▸ Directions
Using the data below, show every line where the word "PostprocessDispatched" occurs.

Material for the task below:

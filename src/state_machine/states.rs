use serde::{Deserialize, Serialize};
use std::fmt;

/// Dispatch progress of a single change record
#[derive(Debug, Clone, Copy, PartialEq, Eq, Hash, Default, Serialize, Deserialize)]
#[serde(rename_all = "snake_case")]
pub enum RecordState {
    /// Record accepted from the batch
    #[default]
    Received,
    /// Keys and images decoded
    Decoded,
    /// Legacy postprocessor step finished (or skipped)
    PostprocessDispatched,
    /// Item-add handlers ran (created records only)
    LifecycleDispatched,
    /// Attribute-change handlers ran (created and modified records)
    AttributeDispatched,
    /// Item-delete handlers ran (removed records only)
    DeleteDispatched,
    /// All dispatch steps finished, whatever the handler outcomes
    Done,
}

impl RecordState {
    /// Check if this is the terminal state
    pub fn is_terminal(&self) -> bool {
        matches!(self, Self::Done)
    }

    /// Check if any handler may already have run for the record
    pub fn has_dispatched(&self) -> bool {
        !matches!(self, Self::Received | Self::Decoded)
    }
}

impl fmt::Display for RecordState {
    fn fmt(&self, f: &mut fmt::Formatter<'_>) -> fmt::Result {
        match self {
            Self::Received => write!(f, "received"),
            Self::Decoded => write!(f, "decoded"),
            Self::PostprocessDispatched => write!(f, "postprocess_dispatched"),
            Self::LifecycleDispatched => write!(f, "lifecycle_dispatched"),
            Self::AttributeDispatched => write!(f, "attribute_dispatched"),
            Self::DeleteDispatched => write!(f, "delete_dispatched"),
            Self::Done => write!(f, "done"),
        }
    }
}

impl std::str::FromStr for RecordState {
    type Err = String;

    fn from_str(s: &str) -> Result<Self, Self::Err> {
        match s {
            "received" => Ok(Self::Received),
            "decoded" => Ok(Self::Decoded),
            "postprocess_dispatched" => Ok(Self::PostprocessDispatched),
            "lifecycle_dispatched" => Ok(Self::LifecycleDispatched),
            "attribute_dispatched" => Ok(Self::AttributeDispatched),
            "delete_dispatched" => Ok(Self::DeleteDispatched),
            "done" => Ok(Self::Done),
            _ => Err(format!("Invalid record state: {s}")),
        }
    }
}

#[cfg(test)]
mod tests {
    use super::*;
    use std::str::FromStr;

    #[test]
    fn test_terminal_and_dispatched() {
        assert!(RecordState::Done.is_terminal());
        assert!(!RecordState::DeleteDispatched.is_terminal());
        assert!(!RecordState::Decoded.has_dispatched());
        assert!(RecordState::PostprocessDispatched.has_dispatched());
        assert_eq!(RecordState::default(), RecordState::Received);
    }

    #[test]
    fn test_string_conversion() {
        for state in [
            RecordState::Received,
            RecordState::Decoded,
            RecordState::PostprocessDispatched,
            RecordState::LifecycleDispatched,
            RecordState::AttributeDispatched,
            RecordState::DeleteDispatched,
            RecordState::Done,
        ] {
            assert_eq!(RecordState::from_str(&state.to_string()).unwrap(), state);
        }
        assert!(RecordState::from_str("bogus").is_err());
    }
}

End of Material for the task.

▸ Answer to the problem
    PostprocessDispatched,
            Self::PostprocessDispatched => write!(f, "postprocess_dispatched"),
            "postprocess_dispatched" => Ok(Self::PostprocessDispatched),
        assert!(RecordState::PostprocessDispatched.has_dispatched());
            RecordState::PostprocessDispatched,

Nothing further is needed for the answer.